B-cell epitope prediction through association rules (Bepar) is predicting epitopes based on antibody-antigen (paratope-epitope) association patterns which can be applied to any antibody-antigen sequence pair. Residue cooperativity and relative composition have been used to enhance the performance of this method. Bepar shows competitive performance on epitope prediction and outperforms CEP even without antigen 3D structure information [90].

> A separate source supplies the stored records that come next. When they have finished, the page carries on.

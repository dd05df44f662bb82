// #[gdclass_impl] macro: generates virtual overrides, signals, notification
// and display hooks for an impl block on a #[gdclass] struct.

use proc_macro2::TokenStream;
use quote::{format_ident, quote};
use syn::punctuated::Punctuated;
use syn::{
    FnArg, Ident, ImplItem, ImplItemFn, ItemImpl, Meta, ReturnType, Signature, Token, Type,
    Visibility, parse2,
};

const MARKERS: [&str; 4] = ["gdvirtual", "signal", "notification", "display"];

// ---------------------------------------------------------------------------
// Parsed items
// ---------------------------------------------------------------------------

struct VirtualInfo {
    method_ident: Ident,
    engine_name: String,
    param_types: Vec<Type>,
}

struct SignalInfo {
    vis: Visibility,
    method_ident: Ident,
    params: Vec<(Ident, Type)>,
}

// ---------------------------------------------------------------------------
// Main expansion
// ---------------------------------------------------------------------------

pub fn expand_gdclass_impl(_attr: TokenStream, item: TokenStream) -> syn::Result<TokenStream> {
    let input: ItemImpl = parse2(item)?;
    let self_ty = input.self_ty.clone();
    if input.trait_.is_some() {
        return Err(syn::Error::new_spanned(
            &input,
            "#[gdclass_impl] goes on an inherent impl block, not a trait impl",
        ));
    }

    let mut virtuals: Vec<VirtualInfo> = Vec::new();
    let mut signals: Vec<SignalInfo> = Vec::new();
    let mut notification: Option<Ident> = None;
    let mut display: Option<Ident> = None;
    let mut clean_impl = input.clone();
    clean_impl.items.clear();

    for item in input.items {
        match item {
            ImplItem::Fn(mut method) => {
                if has_marker(&method.attrs, "signal") {
                    return Err(syn::Error::new_spanned(
                        &method.sig,
                        "a #[signal] is a declaration without a body: `fn ticked(&self, count: i64);`",
                    ));
                }
                if let Some(attr) = method.attrs.iter().find(|a| a.path().is_ident("gdvirtual")) {
                    virtuals.push(parse_virtual(&method, attr)?);
                }
                if has_marker(&method.attrs, "notification") {
                    require_receiver(&method.sig)?;
                    notification = Some(method.sig.ident.clone());
                }
                if has_marker(&method.attrs, "display") {
                    require_receiver(&method.sig)?;
                    display = Some(method.sig.ident.clone());
                }
                method
                    .attrs
                    .retain(|a| !MARKERS.iter().any(|name| a.path().is_ident(name)));
                clean_impl.items.push(ImplItem::Fn(method));
            }
            // `fn name(&self, ..);` inside an impl is not valid Rust on its
            // own, so syn hands it over verbatim.
            ImplItem::Verbatim(tokens) => match parse2::<SignalDecl>(tokens.clone()) {
                Ok(decl) if has_marker(&decl.attrs, "signal") => {
                    let info = parse_signal(&decl.sig, decl.vis.clone())?;
                    clean_impl.items.push(ImplItem::Fn(emitter(&info, &decl.attrs)?));
                    signals.push(info);
                }
                _ => clean_impl.items.push(ImplItem::Verbatim(tokens)),
            },
            other => clean_impl.items.push(other),
        }
    }

    // --- Builder statements ---
    let mut register_stmts: Vec<TokenStream> = Vec::new();

    for v in &virtuals {
        let method_ident = &v.method_ident;
        let engine_name = &v.engine_name;
        let arg_idents: Vec<Ident> = (0..v.param_types.len())
            .map(|i| format_ident!("__a{}", i))
            .collect();
        let tys = &v.param_types;
        register_stmts.push(quote! {
            builder.virtual_method(
                #engine_name,
                |this: &mut #self_ty, (#(#arg_idents,)*): (#(#tys,)*)| this.#method_ident(#(#arg_idents),*),
            );
        });
    }

    for s in &signals {
        let name = s.method_ident.to_string();
        let profile: Vec<TokenStream> = s
            .params
            .iter()
            .map(|(ident, ty)| {
                let arg_name = ident.to_string();
                quote! { (#arg_name, <#ty as ::gdbind::runtime::VariantKind>::VARIANT_TYPE) }
            })
            .collect();
        register_stmts.push(quote! {
            builder.signal(#name, &[#(#profile),*]);
        });
    }

    if let Some(ident) = &notification {
        register_stmts.push(quote! {
            builder.on_notification(|this: &mut #self_ty, what: i32| this.#ident(what));
        });
    }

    if let Some(ident) = &display {
        register_stmts.push(quote! {
            builder.to_display(|this: &#self_ty| -> ::std::string::String { this.#ident() });
        });
    }

    if register_stmts.is_empty() {
        return Ok(quote! { #clean_impl });
    }

    Ok(quote! {
        #clean_impl

        ::gdbind::__inventory::submit! {
            ::gdbind::runtime::ClassImplRegistration {
                class: <#self_ty as ::gdbind::runtime::EngineClass>::CLASS_NAME,
                register: {
                    fn __gdbind_register_impl(descriptor: &mut ::gdbind::runtime::ClassDescriptor) {
                        let mut builder = ::gdbind::runtime::ClassBuilder::<#self_ty>::new(descriptor);
                        #(#register_stmts)*
                    }
                    __gdbind_register_impl
                },
            }
        }
    })
}

// ---------------------------------------------------------------------------
// Parsing helpers
// ---------------------------------------------------------------------------

fn has_marker(attrs: &[syn::Attribute], name: &str) -> bool {
    attrs.iter().any(|a| a.path().is_ident(name))
}

fn require_receiver(sig: &Signature) -> syn::Result<()> {
    match sig.inputs.first() {
        Some(FnArg::Receiver(_)) => Ok(()),
        _ => Err(syn::Error::new_spanned(
            sig,
            "engine callbacks need a `&self` or `&mut self` receiver",
        )),
    }
}

/// Typed parameters after the receiver, as simple identifiers.
fn typed_params(sig: &Signature) -> syn::Result<Vec<(Ident, Type)>> {
    let mut params = Vec::new();
    for arg in sig.inputs.iter().skip(1) {
        let FnArg::Typed(pat_type) = arg else {
            continue;
        };
        let syn::Pat::Ident(pi) = &*pat_type.pat else {
            return Err(syn::Error::new_spanned(
                &pat_type.pat,
                "parameters must be simple identifiers",
            ));
        };
        params.push((pi.ident.clone(), (*pat_type.ty).clone()));
    }
    Ok(params)
}

/// `#[gdvirtual]` or `#[gdvirtual(name = "_ready")]`. Without a name the
/// method name is the engine virtual's name.
fn parse_virtual(method: &ImplItemFn, attr: &syn::Attribute) -> syn::Result<VirtualInfo> {
    require_receiver(&method.sig)?;
    let mut engine_name = method.sig.ident.to_string();
    if !matches!(attr.meta, Meta::Path(_)) {
        let nested = attr.parse_args_with(Punctuated::<Meta, Token![,]>::parse_terminated)?;
        for meta in &nested {
            match meta {
                Meta::NameValue(nv) if nv.path.is_ident("name") => match &nv.value {
                    syn::Expr::Lit(syn::ExprLit {
                        lit: syn::Lit::Str(s), ..
                    }) => engine_name = s.value(),
                    other => {
                        return Err(syn::Error::new_spanned(other, "name must be a string literal"));
                    }
                },
                other => return Err(syn::Error::new_spanned(other, "unknown #[gdvirtual] option")),
            }
        }
    }
    if let ReturnType::Type(_, ty) = &method.sig.output {
        if let Type::Reference(_) = &**ty {
            return Err(syn::Error::new_spanned(ty, "virtual overrides return values, not references"));
        }
    }
    Ok(VirtualInfo {
        method_ident: method.sig.ident.clone(),
        engine_name,
        param_types: typed_params(&method.sig)?.into_iter().map(|(_, ty)| ty).collect(),
    })
}

fn parse_signal(sig: &Signature, vis: Visibility) -> syn::Result<SignalInfo> {
    match sig.inputs.first() {
        Some(FnArg::Receiver(r)) if r.reference.is_some() && r.mutability.is_none() => {}
        _ => {
            return Err(syn::Error::new_spanned(
                sig,
                "a #[signal] declaration takes `&self`: `fn ticked(&self, count: i64);`",
            ));
        }
    }
    if !matches!(sig.output, ReturnType::Default) {
        return Err(syn::Error::new_spanned(
            &sig.output,
            "a #[signal] declaration has no return type; the emitter returns BindResult<()>",
        ));
    }
    Ok(SignalInfo {
        vis,
        method_ident: sig.ident.clone(),
        params: typed_params(sig)?,
    })
}

/// A bodiless method declaration: attributes, visibility, signature, `;`.
struct SignalDecl {
    attrs: Vec<syn::Attribute>,
    vis: Visibility,
    sig: Signature,
}

impl syn::parse::Parse for SignalDecl {
    fn parse(input: syn::parse::ParseStream) -> syn::Result<Self> {
        let attrs = input.call(syn::Attribute::parse_outer)?;
        let vis = input.parse()?;
        let sig = input.parse()?;
        input.parse::<Token![;]>()?;
        Ok(SignalDecl { attrs, vis, sig })
    }
}

/// The emitter that replaces a signal declaration.
fn emitter(info: &SignalInfo, attrs: &[syn::Attribute]) -> syn::Result<ImplItemFn> {
    let vis = &info.vis;
    let ident = &info.method_ident;
    let name = ident.to_string();
    let docs: Vec<&syn::Attribute> = attrs
        .iter()
        .filter(|a| a.path().is_ident("doc"))
        .collect();
    let params: Vec<TokenStream> = info
        .params
        .iter()
        .map(|(ident, ty)| quote! { #ident: #ty })
        .collect();
    let values: Vec<TokenStream> = info
        .params
        .iter()
        .map(|(ident, _)| quote! { ::gdbind::runtime::ToVariant::to_variant(&#ident) })
        .collect();
    parse2(quote! {
        #(#docs)*
        #vis fn #ident(&self, #(#params),*) -> ::gdbind::runtime::BindResult<()> {
            let object = ::gdbind::runtime::Gd::upcast_object(
                ::gdbind::runtime::Base::to_gd(self.__gdbind_base()),
            );
            object.emit_signal(#name, &[#(#values),*])
        }
    })
}
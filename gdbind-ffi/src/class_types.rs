// Descriptor structs passed to the extension registration calls.

use std::ffi::c_void;

use crate::error::CallError;
use crate::handles::*;
use crate::variant_type::VariantType;

/// Describes one property or signal argument.
/// All pointers are borrowed for the duration of the registration call.
#[repr(C)]
#[derive(Clone, Copy, Debug)]
pub struct PropertyInfo {
    pub ty: VariantType,
    pub name: StringNamePtr,
    /// For Object properties: the class name. Otherwise an empty StringName.
    pub class_name: StringNamePtr,
    /// One of the `PROPERTY_HINT_*` constants.
    pub hint: u32,
    pub hint_string: StringPtr,
    /// Bitwise OR of `PROPERTY_USAGE_*` constants.
    pub usage: u32,
}

pub type CallableCallFn = unsafe extern "C" fn(
    userdata: *mut c_void,
    args: *const ConstVariantPtr,
    arg_count: i64,
    r_ret: VariantPtr,
    r_error: *mut CallError,
);
pub type CallableIsValidFn = unsafe extern "C" fn(userdata: *mut c_void) -> bool;
pub type CallableFreeFn = unsafe extern "C" fn(userdata: *mut c_void);
pub type CallableHashFn = unsafe extern "C" fn(userdata: *mut c_void) -> u32;

/// A host-implemented Callable. The engine owns the copy and calls
/// `free_func` once, when the last Callable sharing it is destroyed.
#[repr(C)]
#[derive(Clone, Copy)]
pub struct CallableCustomInfo {
    pub callable_userdata: *mut c_void,
    /// Library token, lets `callable_custom_get_userdata` verify ownership.
    pub token: *mut c_void,
    /// Object the callable is bound to, or 0.
    pub object_id: u64,
    pub call_func: Option<CallableCallFn>,
    pub is_valid_func: Option<CallableIsValidFn>,
    pub free_func: Option<CallableFreeFn>,
    pub hash_func: Option<CallableHashFn>,
}

unsafe impl Send for CallableCustomInfo {}
unsafe impl Sync for CallableCustomInfo {}
// Error types for the gdbind runtime.

use std::fmt;
use std::panic::Location;

use gdbind_ffi::{CallError, CallErrorType, InterfaceVersion, OK, VariantType};

/// Errors surfaced to callers of the binding.
#[derive(Debug, Clone, PartialEq)]
pub enum BindError {
    /// Variant decoded as the wrong kind, or a downcast to an unrelated class.
    TypeMismatch { expected: String, actual: String },
    /// A registry pin outlived its slot.
    UseAfterFree,
    /// Instance method called on a nil handle.
    NilDeref { method: &'static str },
    AbiVersionMismatch {
        engine: InterfaceVersion,
        binding: InterfaceVersion,
    },
    /// The engine returned an `Error` code other than `OK`.
    Engine(i64),
    /// A Variant call failed before reaching the method body.
    CallFailed { method: String, error: CallErrorType },
    MethodNotFound { class: &'static str, method: String },
    ClassNotFound(String),
    AlreadyInitialized,
    AlreadyRegistered(String),
    ClassNotRegistered(String),
    InvalidLifecycle { from: &'static str, to: &'static str },
    /// The host instance is already borrowed by a call further up the stack.
    AlreadyBound(&'static str),
    IndexOutOfRange { index: usize, len: usize },
    NotInitialized,
}

impl BindError {
    pub fn variant_mismatch(expected: VariantType, actual: VariantType) -> Self {
        BindError::TypeMismatch {
            expected: expected.name().to_owned(),
            actual: actual.name().to_owned(),
        }
    }

    pub fn class_mismatch(expected: &str, actual: &str) -> Self {
        BindError::TypeMismatch {
            expected: expected.to_owned(),
            actual: actual.to_owned(),
        }
    }
}

impl fmt::Display for BindError {
    fn fmt(&self, f: &mut fmt::Formatter<'_>) -> fmt::Result {
        match self {
            BindError::TypeMismatch { expected, actual } => {
                write!(f, "type mismatch: expected {expected}, got {actual}")
            }
            BindError::UseAfterFree => write!(f, "use of a released engine handle"),
            BindError::NilDeref { method } => write!(f, "method `{method}` called on a nil handle"),
            BindError::AbiVersionMismatch { engine, binding } => write!(
                f,
                "extension interface {engine} is not compatible with binding {binding}"
            ),
            BindError::Engine(code) => write!(f, "engine error code {code}"),
            BindError::CallFailed { method, error } => {
                write!(f, "call to `{method}` failed: {error:?}")
            }
            BindError::MethodNotFound { class, method } => {
                write!(f, "method not found: {class}::{method}")
            }
            BindError::ClassNotFound(name) => write!(f, "class not found: {name}"),
            BindError::AlreadyInitialized => {
                write!(f, "interface already bound to a different table")
            }
            BindError::AlreadyRegistered(name) => write!(f, "class already registered: {name}"),
            BindError::ClassNotRegistered(name) => write!(f, "class not registered: {name}"),
            BindError::InvalidLifecycle { from, to } => {
                write!(f, "invalid instance lifecycle transition {from} -> {to}")
            }
            BindError::AlreadyBound(class) => write!(f, "instance of {class} is already bound"),
            BindError::IndexOutOfRange { index, len } => {
                write!(f, "index {index} out of range for length {len}")
            }
            BindError::NotInitialized => write!(f, "gdbind interface not initialized"),
        }
    }
}

impl std::error::Error for BindError {}

/// Convenience alias used throughout the runtime.
pub type BindResult<T> = Result<T, BindError>;

/// Map an engine `Error` return value. `OK` maps to `Ok(())`.
pub fn check_engine(code: i64) -> BindResult<()> {
    if code == OK {
        Ok(())
    } else {
        Err(BindError::Engine(code))
    }
}

/// Map the call-error struct filled by Variant calls.
pub fn check_call_error(err: &CallError, method: &str) -> BindResult<()> {
    if err.is_ok() {
        Ok(())
    } else {
        Err(BindError::CallFailed {
            method: method.to_owned(),
            error: err.error,
        })
    }
}

// ---------------------------------------------------------------------------
// Fatal errors
// ---------------------------------------------------------------------------

/// Panic payload for memory-safety violations. `ffi_boundary` aborts the
/// process when it sees one instead of returning a default value.
#[derive(Debug)]
pub struct FatalError {
    pub error: BindError,
    pub location: &'static Location<'static>,
}

impl fmt::Display for FatalError {
    fn fmt(&self, f: &mut fmt::Formatter<'_>) -> fmt::Result {
        write!(f, "fatal: {} at {}", self.error, self.location)
    }
}

/// Raise a fatal error. Never returns.
#[cold]
pub fn fatal(error: BindError, location: &'static Location<'static>) -> ! {
    std::panic::panic_any(FatalError { error, location })
}

#[cfg(test)]
mod tests {
    use super::*;

    #[test]
    fn engine_ok_maps_to_ok() {
        assert!(check_engine(OK).is_ok());
        assert_eq!(check_engine(31), Err(BindError::Engine(31)));
    }

    #[test]
    fn call_errors_keep_method_name() {
        let err = CallError {
            error: CallErrorType::InvalidMethod,
            argument: 0,
            expected: 0,
        };
        let e = check_call_error(&err, "frobnicate").unwrap_err();
        assert_eq!(e.to_string(), "call to `frobnicate` failed: InvalidMethod");
        assert!(check_call_error(&CallError::OK, "x").is_ok());
    }

    #[test]
    fn mismatch_names_use_engine_spelling() {
        let e = BindError::variant_mismatch(VariantType::Int, VariantType::String);
        assert_eq!(e.to_string(), "type mismatch: expected int, got String");
    }

    #[test]
    fn fatal_payload_carries_location() {
        let payload = std::panic::catch_unwind(|| fatal(BindError::UseAfterFree, Location::caller()))
            .unwrap_err();
        let fatal = payload.downcast_ref::<FatalError>().unwrap();
        assert_eq!(fatal.error, BindError::UseAfterFree);
        assert!(fatal.to_string().contains("error.rs"));
    }
}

4.4. Mimotope-Based Epitope Prediction

In recent years, the epitope prediction methods employing mimotopes derived from phage display experiments were developed. In general, these methods can be classified as methods that map mimotopes to the overlapping location patches on the antigen surface using statistical features of mimotopes and methods using mimotope mapping back to the antigen sequence through alignment. Mimotope has similar physicochemical properties and spatial organization but however rarely shows sequence similarity to the native antigen. In some cases, mimotope mapping back to the antigen can indicate B-cell epitope location [91]. B-cell epitope prediction tools based on mimotope analysis are summarized in Table 4.

5. Conclusion

Antibodies are currently the most promising class of biopharmaceuticals. The main objective of epitope identification is to replace an antigen in the immunization, antibody production, and serodiagnosis. The accurate identification of B-cell epitopes and large-scale data integration still presents major challenges for immunologists. Advances in B-cell epitope mapping and computational prediction have yielded molecular insights into the process of biorecognition and formation of Ag-Ab complex, which may help to formulate even more precise algorithms to predict their localization in the antigen. However, based on statistics it is not possible to precisely determine the epitope characteristics, which allow biorecognition. One has to keep in mind that the epitopes are not intrinsic feature of proteins and antibody-ignored prediction methods predict only putative epitope to which an undefined Ab might bind. The real epitopes cannot be predicted ignoring the structural effect upon Ag-Ab complex formation. This fact opens new space for all algorithms to improve further.

Competing Interests

The authors declare no conflict of interests.


This work was supported by APVV-14-218, VEGA1/0258/15, and VEGA 1/0261/15.